Defendants argue plaintiff Meagan fails to meet her burden to show the comparators were similarly situated. "[S]imilarly situated employees must be directly comparable to the plaintiff in all material respects....The purpose of the inquiry is to eliminate other possible explanatory variables, such as differing roles, performance histories, or decision-making personnel, which helps isolate the critical independent variable – discriminatory animus." Skiba v. Illinois Central Railroad Co. , 884 F.3d 708, 723 (7th Cir. 2018) (citations and quotations omitted). "In the usual case a plaintiff must at least show that the comparators (1) dealt with the same supervisor, (2) were subject to the same standards, and (3) engaged in similar conduct without such differentiating or mitigating circumstances as would distinguish their conduct or the employer's treatment of them." Id. None of the three comparators offered by plaintiff – Parnow, Deuhning, Delisio – meet her burden of similarly situated employees. Likewise, the court is not persuaded by the "92 videos" of patrol deputies violating the defendants' video/audio policy as that fact falls far short of plaintiff Meagan's burden to show the employees are "comparable to the plaintiff in all material respects." There must be "enough common factors between a plaintiff and a comparator...to allow for a meaningful comparison in order to divine whether discrimination was at play." Barricks v. Eli Lilly and Co. , 481 F.3d 556, 560 (7th Cir. 2007). Neither plaintiff Meagan's specific comparators nor general statistics are sufficient to show defendants discriminated against her based on her sex by seeking to discipline her more harshly.

Defendants also argue that prior to plaintiff Meagan, no other employee at the Sheriff's Office had been involved in a high-speed pursuit that resulted in a suspect's death. Additionally, in 2014, plaintiff Meagan received a one-day suspension for violation general orders regarding a pursuit. As noted by defendants, "[e]mployers are justified in reprimanding employees more severely for repeated errors." Atanus v.
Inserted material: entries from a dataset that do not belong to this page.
// ===== CONTROLLER =====

#[async_trait]
impl controller_server::Controller for ServiceFacade {
    async fn create_volume(
        &self,
        request: Request<proto::CreateVolumeRequest>,
    ) -> Result<Response<proto::CreateVolumeResponse>, Status> {
        self.forward("CreateVolume", request, |mut c: ControllerClient<Channel>, r| async move {
            c.create_volume(r).await
        })
        .await
    }

    async fn delete_volume(
        &self,
        request: Request<proto::DeleteVolumeRequest>,
    ) -> Result<Response<proto::DeleteVolumeResponse>, Status> {
        self.forward("DeleteVolume", request, |mut c: ControllerClient<Channel>, r| async move {
            c.delete_volume(r).await
        })
        .await
    }

    async fn controller_publish_volume(
        &self,
        request: Request<proto::ControllerPublishVolumeRequest>,
    ) -> Result<Response<proto::ControllerPublishVolumeResponse>, Status> {
        self.forward(
            "ControllerPublishVolume",
            request,
            |mut c: ControllerClient<Channel>, r| async move {
                c.controller_publish_volume(r).await
            },
        )
        .await
    }

    async fn controller_unpublish_volume(
        &self,
        request: Request<proto::ControllerUnpublishVolumeRequest>,
    ) -> Result<Response<proto::ControllerUnpublishVolumeResponse>, Status> {
        self.forward(
            "ControllerUnpublishVolume",
            request,
            |mut c: ControllerClient<Channel>, r| async move {
                c.controller_unpublish_volume(r).await
            },
        )
        .await
    }

    async fn validate_volume_capabilities(
        &self,
        request: Request<proto::ValidateVolumeCapabilitiesRequest>,
    ) -> Result<Response<proto::ValidateVolumeCapabilitiesResponse>, Status> {
        self.forward(
            "ValidateVolumeCapabilities",
            request,
            |mut c: ControllerClient<Channel>, r| async move {
                c.validate_volume_capabilities(r).await
            },
        )
        .await
    }

    async fn list_volumes(
        &self,
        request: Request<proto::ListVolumesRequest>,
    ) -> Result<Response<proto::ListVolumesResponse>, Status> {
        self.forward("ListVolumes", request, |mut c: ControllerClient<Channel>, r| async move {
            c.list_volumes(r).await
        })
        .await
    }

    async fn get_capacity(
        &self,
        request: Request<proto::GetCapacityRequest>,
    ) -> Result<Response<proto::GetCapacityResponse>, Status> {
        self.forward("GetCapacity", request, |mut c: ControllerClient<Channel>, r| async move {
            c.get_capacity(r).await
        })
        .await
    }

    async fn controller_get_capabilities(
        &self,
        request: Request<proto::ControllerGetCapabilitiesRequest>,
    ) -> Result<Response<proto::ControllerGetCapabilitiesResponse>, Status> {
        self.forward(
            "ControllerGetCapabilities",
            request,
            |mut c: ControllerClient<Channel>, r| async move {
                c.controller_get_capabilities(r).await
            },
        )
        .await
    }
}
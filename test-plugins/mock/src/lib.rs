//! Mock CSI plugin
//!
//! Exports provider `mock` from module location `mock`. Every RPC answers
//! with an empty response except `ListVolumes`, which returns three fixed
//! volumes. Linking this crate registers the module with the dispatcher's
//! loader; the `modcsi-mock` binary serves it standalone.

use std::sync::Arc;

use async_trait::async_trait;
use modcsi_core::proto::{self, list_volumes_response};
use modcsi_core::{
    Context, Controller, ControllerServer, Endpoint, Identity, IdentityServer, Instance, Listener,
    ModuleEntry, Node, NodeServer, PluginError, ProviderTable, StaticModule, incoming,
};
use tokio_util::sync::CancellationToken;
use tonic::{Request, Response, Status};
use tracing::info;

/// Module location and provider name
pub const NAME: &str = "mock";

/// Volume ids returned by `ListVolumes`, in order
pub const VOLUMES: [&str; 3] = ["vol-001", "vol-002", "vol-003"];

fn volume_info(id: &str) -> proto::VolumeInfo {
    proto::VolumeInfo {
        id: Some(proto::VolumeId {
            values: [("id".to_string(), id.to_string())].into_iter().collect(),
        }),
        ..Default::default()
    }
}

/// The module this crate exports
pub fn module() -> StaticModule {
    StaticModule::with_endpoints(
        NAME,
        ProviderTable::new().provider(NAME, || Instance::endpoint(MockEndpoint::new())),
    )
}

inventory::submit! {
    ModuleEntry::new(NAME, module)
}

// ============================================================================
// Endpoint
// ============================================================================

/// Lifecycle wrapper running [`MockService`] on a listener
#[derive(Default)]
pub struct MockEndpoint {
    svc: Arc<MockService>,
    shutdown: CancellationToken,
}

impl MockEndpoint {
    pub fn new() -> Self {
        Self::default()
    }
}

#[async_trait]
impl Endpoint for MockEndpoint {
    async fn init(&self, _ctx: &Context) -> Result<(), PluginError> {
        info!("mock.Init");
        Ok(())
    }

    /// Runs until the context is cancelled, `shutdown` is called or the
    /// listener ends
    async fn serve(&self, ctx: &Context, listener: Arc<dyn Listener>) -> Result<(), PluginError> {
        info!(addr = %listener.local_addr(), "mock.Serve");

        let cancelled = ctx.token().clone();
        let shutdown = self.shutdown.clone();
        let signal = async move {
            tokio::select! {
                _ = cancelled.cancelled() => {}
                _ = shutdown.cancelled() => {}
            }
        };

        tonic::transport::Server::builder()
            .add_service(ControllerServer::from_arc(Arc::clone(&self.svc)))
            .add_service(IdentityServer::from_arc(Arc::clone(&self.svc)))
            .add_service(NodeServer::from_arc(Arc::clone(&self.svc)))
            .serve_with_incoming_shutdown(incoming(listener), signal)
            .await
            .map_err(|e| PluginError::Serve(e.to_string()))
    }

    async fn shutdown(&self, _ctx: &Context) -> Result<(), PluginError> {
        info!("mock.Shutdown");
        self.shutdown.cancel();
        Ok(())
    }
}

// ============================================================================
// Services
// ============================================================================

/// CSI services with canned responses
#[derive(Debug, Default)]
pub struct MockService;

#[async_trait]
impl Controller for MockService {
    async fn create_volume(
        &self,
        _request: Request<proto::CreateVolumeRequest>,
    ) -> Result<Response<proto::CreateVolumeResponse>, Status> {
        Ok(Response::new(Default::default()))
    }

    async fn delete_volume(
        &self,
        _request: Request<proto::DeleteVolumeRequest>,
    ) -> Result<Response<proto::DeleteVolumeResponse>, Status> {
        Ok(Response::new(Default::default()))
    }

    async fn controller_publish_volume(
        &self,
        _request: Request<proto::ControllerPublishVolumeRequest>,
    ) -> Result<Response<proto::ControllerPublishVolumeResponse>, Status> {
        Ok(Response::new(Default::default()))
    }

    async fn controller_unpublish_volume(
        &self,
        _request: Request<proto::ControllerUnpublishVolumeRequest>,
    ) -> Result<Response<proto::ControllerUnpublishVolumeResponse>, Status> {
        Ok(Response::new(Default::default()))
    }

    async fn validate_volume_capabilities(
        &self,
        _request: Request<proto::ValidateVolumeCapabilitiesRequest>,
    ) -> Result<Response<proto::ValidateVolumeCapabilitiesResponse>, Status> {
        Ok(Response::new(Default::default()))
    }

    async fn list_volumes(
        &self,
        request: Request<proto::ListVolumesRequest>,
    ) -> Result<Response<proto::ListVolumesResponse>, Status> {
        let req = request.into_inner();
        info!(starting_token = %req.starting_token, "mock.ListVolumes");

        let entries = VOLUMES
            .iter()
            .map(|id| list_volumes_response::Entry {
                volume_info: Some(volume_info(id)),
            })
            .collect();

        Ok(Response::new(proto::ListVolumesResponse {
            entries,
            next_token: String::new(),
        }))
    }

    async fn get_capacity(
        &self,
        _request: Request<proto::GetCapacityRequest>,
    ) -> Result<Response<proto::GetCapacityResponse>, Status> {
        Ok(Response::new(Default::default()))
    }

    async fn controller_get_capabilities(
        &self,
        _request: Request<proto::ControllerGetCapabilitiesRequest>,
    ) -> Result<Response<proto::ControllerGetCapabilitiesResponse>, Status> {
        Ok(Response::new(Default::default()))
    }
}

#[async_trait]
impl Identity for MockService {
    async fn get_supported_versions(
        &self,
        _request: Request<proto::GetSupportedVersionsRequest>,
    ) -> Result<Response<proto::GetSupportedVersionsResponse>, Status> {
        Ok(Response::new(Default::default()))
    }

    async fn get_plugin_info(
        &self,
        _request: Request<proto::GetPluginInfoRequest>,
    ) -> Result<Response<proto::GetPluginInfoResponse>, Status> {
        Ok(Response::new(Default::default()))
    }
}

#[async_trait]
impl Node for MockService {
    async fn node_publish_volume(
        &self,
        _request: Request<proto::NodePublishVolumeRequest>,
    ) -> Result<Response<proto::NodePublishVolumeResponse>, Status> {
        Ok(Response::new(Default::default()))
    }

    async fn node_unpublish_volume(
        &self,
        _request: Request<proto::NodeUnpublishVolumeRequest>,
    ) -> Result<Response<proto::NodeUnpublishVolumeResponse>, Status> {
        Ok(Response::new(Default::default()))
    }

    async fn get_node_id(
        &self,
        _request: Request<proto::GetNodeIdRequest>,
    ) -> Result<Response<proto::GetNodeIdResponse>, Status> {
        Ok(Response::new(Default::default()))
    }

    async fn probe_node(
        &self,
        _request: Request<proto::ProbeNodeRequest>,
    ) -> Result<Response<proto::ProbeNodeResponse>, Status> {
        Ok(Response::new(Default::default()))
    }

    async fn node_get_capabilities(
        &self,
        _request: Request<proto::NodeGetCapabilitiesRequest>,
    ) -> Result<Response<proto::NodeGetCapabilitiesResponse>, Status> {
        Ok(Response::new(Default::default()))
    }
}

#[cfg(test)]
#[allow(clippy::unwrap_used, clippy::expect_used)]
mod tests {
    use super::*;
    use modcsi_core::{ENDPOINTS_SYMBOL, Module};

    fn volume_id(entry: &list_volumes_response::Entry) -> String {
        entry.volume_info.as_ref().unwrap().id.as_ref().unwrap().values["id"].clone()
    }

    #[tokio::test]
    async fn test_list_volumes_returns_fixed_entries() {
        let response = MockService
            .list_volumes(Request::new(proto::ListVolumesRequest {
                starting_token: "1".to_string(),
                ..Default::default()
            }))
            .await
            .unwrap()
            .into_inner();

        let ids: Vec<_> = response.entries.iter().map(volume_id).collect();
        assert_eq!(ids, VOLUMES);
        assert!(response.next_token.is_empty());
    }

    #[tokio::test]
    async fn test_other_rpcs_return_empty() {
        let info = MockService
            .get_plugin_info(Request::new(Default::default()))
            .await
            .unwrap()
            .into_inner();
        assert_eq!(info, proto::GetPluginInfoResponse::default());

        let node = MockService
            .get_node_id(Request::new(Default::default()))
            .await
            .unwrap()
            .into_inner();
        assert!(node.node_id.is_none());
    }

    #[test]
    fn test_module_exports_mock_provider() {
        let module = module();
        assert_eq!(module.location(), "mock");

        let symbol = module.lookup(ENDPOINTS_SYMBOL).expect("Endpoints exported");
        let table = symbol.downcast_ref::<ProviderTable>().expect("provider table");
        let names: Vec<_> = table.iter().map(|(name, _)| name).collect();
        assert_eq!(names, vec!["mock"]);

        let (_, ctor) = table.iter().next().unwrap();
        assert!(ctor().into_endpoint().is_ok());
    }

    #[test]
    fn test_module_is_linked() {
        assert!(modcsi_core::plugin::linked_modules().any(|entry| entry.location == "mock"));
    }

    #[tokio::test]
    async fn test_init_and_shutdown_succeed() {
        let endpoint = MockEndpoint::new();
        let ctx = Context::new();
        endpoint.init(&ctx).await.unwrap();
        endpoint.shutdown(&ctx).await.unwrap();
        assert!(endpoint.shutdown.is_cancelled());
    }
}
Perry , 520 F.3d 662, 675 (7th Cir. 2008).

Plaintiff Ryan

Plaintiff Ryan also argues defendant Scott sought to discipline him "because he was married to [plaintiff] Meagan." The argument is limited to defendant Scott's sought-after punishment against plaintiff Ryan under the "compliance" sections of the same policies regarding defendant Scott's suggested punishment of plaintiff Meagan – specifically, general orders regarding personal conduct, video/audio recording, operation of police vehicle, and pursuit. Plaintiff argues an inference can be made that plaintiff Ryan was disciplined under the "compliance" sections of the general order because he was married to a subordinate who violated the orders. According to plaintiff, this inference is based on the fact that defendant Scott sought to discipline plaintiff Ryan despite plaintiff Ryan being unaware that plaintiff Meagan was violating the general order during the Nissen incident, no other supervisor in the department is married to a subordinate, and no other supervisor in the department was disciplined under the "compliance" sections of the general orders as a result of his subordinate violating the same orders. As an example, plaintiff points to the 92 videos of patrol deputies following suspected impaired drivers where all but one violated the video/audio recording general order, yet no deputy in the group was disciplined by defendant Scott.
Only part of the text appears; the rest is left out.